Collegiate Archers Raising Funds

 
 
Howdy to Hyo Jung Kim

We all had a pleasant surprise at the Texas Shootout this year when a South Korean woman recurve archer appeared on the line.  Over the three day event she proceeded to hold a clinic on form and style, and scored the highest FITA and FOR scores despite the windy conditions. She is a joy to watch, both due to her consistency and the relaxed way she shoots.  There is a good chance that she will make Texas her permanent home, so we hopefully can look forward to enjoying her company at future events.
Hyo Jung Kim is from Suwon, South Korea and began shooting in the 5th grade. Interestingly, in Korea, the day you are born, you are 1 year old.  Kinda like credit for time served, with an extra three months added for good behavior, I guess.  So in Korea she would be 25 but here she is 24 years old.  Archery is in Korea what baseball is in the U.S., with inter-school competitions, regional and national competitions just like football or soccer.  She was able to win a national title at 17, and was then picked to join the Korean national team. That same year at 17 she participated in the world competitions in Italy where she set a 70 meter world record of 345 which only recently fell to another Korean (348).

She stayed on the team for a number of years, winning several medals.  As a member of the team, she attended the University of Kangnam and received a degree in Literature.  This last December she retired from their team.

Hyo Jung and her mother are here visiting her cousin, Mrs. Toya Creighton, who lives in South Lake , Texas and actively working on getting their citizenship and making Texas their home.
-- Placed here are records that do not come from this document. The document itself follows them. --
impl SourceFetcher {
    pub fn new(mut settings: SourceSettings) -> Self {
        settings.reload_interval = settings.reload_interval.max(MIN_RELOAD_INTERVAL);
        Self {
            settings,
            state: FetchState::Idle,
            timer: None,
            items: Vec::new(),
            items_observers: Vec::new(),
            error_observers: Vec::new(),
        }
    }

    pub fn url(&self) -> &str {
        &self.settings.url
    }

    pub fn items(&self) -> &[Item] {
        &self.items
    }

    pub fn state(&self) -> FetchState {
        self.state
    }

    pub fn reload_interval(&self) -> Duration {
        self.settings.reload_interval
    }

    pub fn pending_timer(&self) -> Option<TimerId> {
        self.timer
    }

    /// Register a callback for every non-empty broadcast of the known items.
    pub fn on_items_available(&mut self, observer: impl FnMut(&str, &[Item]) + Send + 'static) {
        self.items_observers.push(Box::new(observer));
    }

    /// Register a callback for every failed cycle.
    pub fn on_fetch_error(&mut self, observer: impl FnMut(&str, &FeedError) + Send + 'static) {
        self.error_observers.push(Box::new(observer));
    }

    /// Shorten the reload interval.  Longer requests are ignored.
    ///
    /// Returns whether the interval changed.  A timer already pending is
    /// re-armed at the new interval; an in-flight cycle picks it up when it
    /// reschedules.
    pub fn set_reload_interval(
        &mut self,
        interval: Duration,
        scheduler: &mut dyn Scheduler,
    ) -> bool {
        let interval = interval.max(MIN_RELOAD_INTERVAL);
        if interval < self.settings.reload_interval {
            info!(
                source = %self.settings.url,
                from_ms = self.settings.reload_interval.as_millis() as u64,
                to_ms = interval.as_millis() as u64,
                "shortening reload interval"
            );
            self.settings.reload_interval = interval;
            if self.state == FetchState::Scheduled && self.timer.is_some() {
                self.schedule(scheduler);
            }
            true
        } else {
            false
        }
    }

    /// Begin a fetch cycle.
    ///
    /// Any pending reschedule timer is cancelled first.  Returns `None`
    /// without side effects if a cycle is already in flight.
    pub fn start_fetch(&mut self, scheduler: &mut dyn Scheduler) -> Option<FetchRequest> {
        if self.state == FetchState::Fetching {
            debug!(source = %self.settings.url, "fetch already in flight");
            return None;
        }
        self.clear_timer(scheduler);
        self.transition(FetchState::Fetching);
        Some(FetchRequest::new(self.settings.url.clone()))
    }

    /// Feed the transport's outcome back into the cycle.
    ///
    /// Always ends in [`FetchState::Scheduled`] with exactly one timer armed.
    pub fn complete_fetch(
        &mut self,
        outcome: Result<Vec<u8>, TransportError>,
        parser: &dyn RecordParser,
        scheduler: &mut dyn Scheduler,
    ) {
        if self.state != FetchState::Fetching {
            warn!(source = %self.settings.url, state = ?self.state, "ignoring stray fetch result");
            return;
        }

        match outcome
            .map_err(FeedError::from)
            .and_then(|body| self.parse(&body, parser))
        {
            Ok(batch) => self.settle(batch),
            Err(err) => self.fail(err),
        }
        self.schedule(scheduler);
    }

    /// Handle expiry of a timer armed by this fetcher.
    ///
    /// Stale timers are ignored; the current one starts a new cycle.
    pub fn timer_fired(
        &mut self,
        timer: TimerId,
        scheduler: &mut dyn Scheduler,
    ) -> Option<FetchRequest> {
        if self.timer != Some(timer) {
            debug!(source = %self.settings.url, ?timer, "ignoring stale timer");
            return None;
        }
        self.timer = None;
        self.start_fetch(scheduler)
    }

    /// Notify items observers with the current known items.
    ///
    /// Does nothing if no items are known yet.
    pub fn broadcast_current_items(&mut self) {
        if self.items.is_empty() {
            info!(source = %self.settings.url, "No items to broadcast yet.");
            return;
        }
        info!(source = %self.settings.url, count = self.items.len(), "broadcasting items");
        for observer in &mut self.items_observers {
            observer(&self.settings.url, &self.items);
        }
    }

    fn parse(&mut self, body: &[u8], parser: &dyn RecordParser) -> Result<Vec<Item>, FeedError> {
        self.transition(FetchState::Parsing);
        let text = decode_body(body, &self.settings.encoding);
        let records = parser.parse(&text)?;

        let mut batch = Vec::with_capacity(records.len());
        let mut rejected = 0usize;
        for record in &records {
            match item::normalize(record, self.settings.artwork_size) {
                Ok(item) => batch.push(item),
                Err(reason) => {
                    rejected += 1;
                    self.log_rejection(record, reason);
                }
            }
        }
        if rejected > 0 && self.settings.log_rejections {
            warn!(source = %self.settings.url, rejected, "records rejected");
        }
        Ok(batch)
    }

    fn log_rejection(&self, record: &crate::source::RawRecord, reason: Rejection) {
        if self.settings.log_rejections {
            warn!(
                source = %self.settings.url,
                %reason,
                title = ?record.title,
                pub_date = ?record.pub_date,
                "Can't parse feed item"
            );
        }
    }

    fn settle(&mut self, batch: Vec<Item>) {
        let mut seen = HashSet::with_capacity(batch.len());
        let mut items: Vec<Item> = batch
            .into_iter()
            .filter(|item| seen.insert(item.clone()))
            .collect();
        items.sort_by(newest_first);

        self.items = items;
        self.transition(FetchState::Settled);
        self.broadcast_current_items();
    }

    fn fail(&mut self, err: FeedError) {
        self.transition(FetchState::Failed);
        error!(source = %self.settings.url, error = %err, "could not fetch feed");
        for observer in &mut self.error_observers {
            observer(&self.settings.url, &err);
        }
    }

    fn schedule(&mut self, scheduler: &mut dyn Scheduler) {
        self.clear_timer(scheduler);
        self.timer = Some(scheduler.arm(&self.settings.url, self.settings.reload_interval));
        self.transition(FetchState::Scheduled);
    }

    fn clear_timer(&mut self, scheduler: &mut dyn Scheduler) {
        if let Some(timer) = self.timer.take() {
            scheduler.cancel(timer);
        }
    }

    fn transition(&mut self, next: FetchState) {
        debug!(source = %self.settings.url, from = ?self.state, to = ?next, "state transition");
        self.state = next;
    }
}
During the recent Shootout's FITA portion (where 36 arrows are shot at each of four distances), Hyo Jung Kim turned in a score of 319(70m)/320(60m)/324(50m)/340(30m), for a total FITA score of 1303. Considering that she had not trained since December and was shooting a new bow setup that was literally only days old, it is surprising that she still managed to finish a full 40 points ahead of the nearest (past US Olympian) competitor. During the Olympic Round she narrowly edged Janet Dykman by 2 points for another first place, sweeping the women's recurve division. She earned the first place at the Gold Cup in New Jersey and will participating in the California Cup, the Texas State Target Championship(July 6) as well as the NAA National Target/Grand Prix in Canton at the end of July.
Clearly Korea's loss is Texas' (and the United States') gain.  Be sure to give her a friendly Texas Howdy and welcome.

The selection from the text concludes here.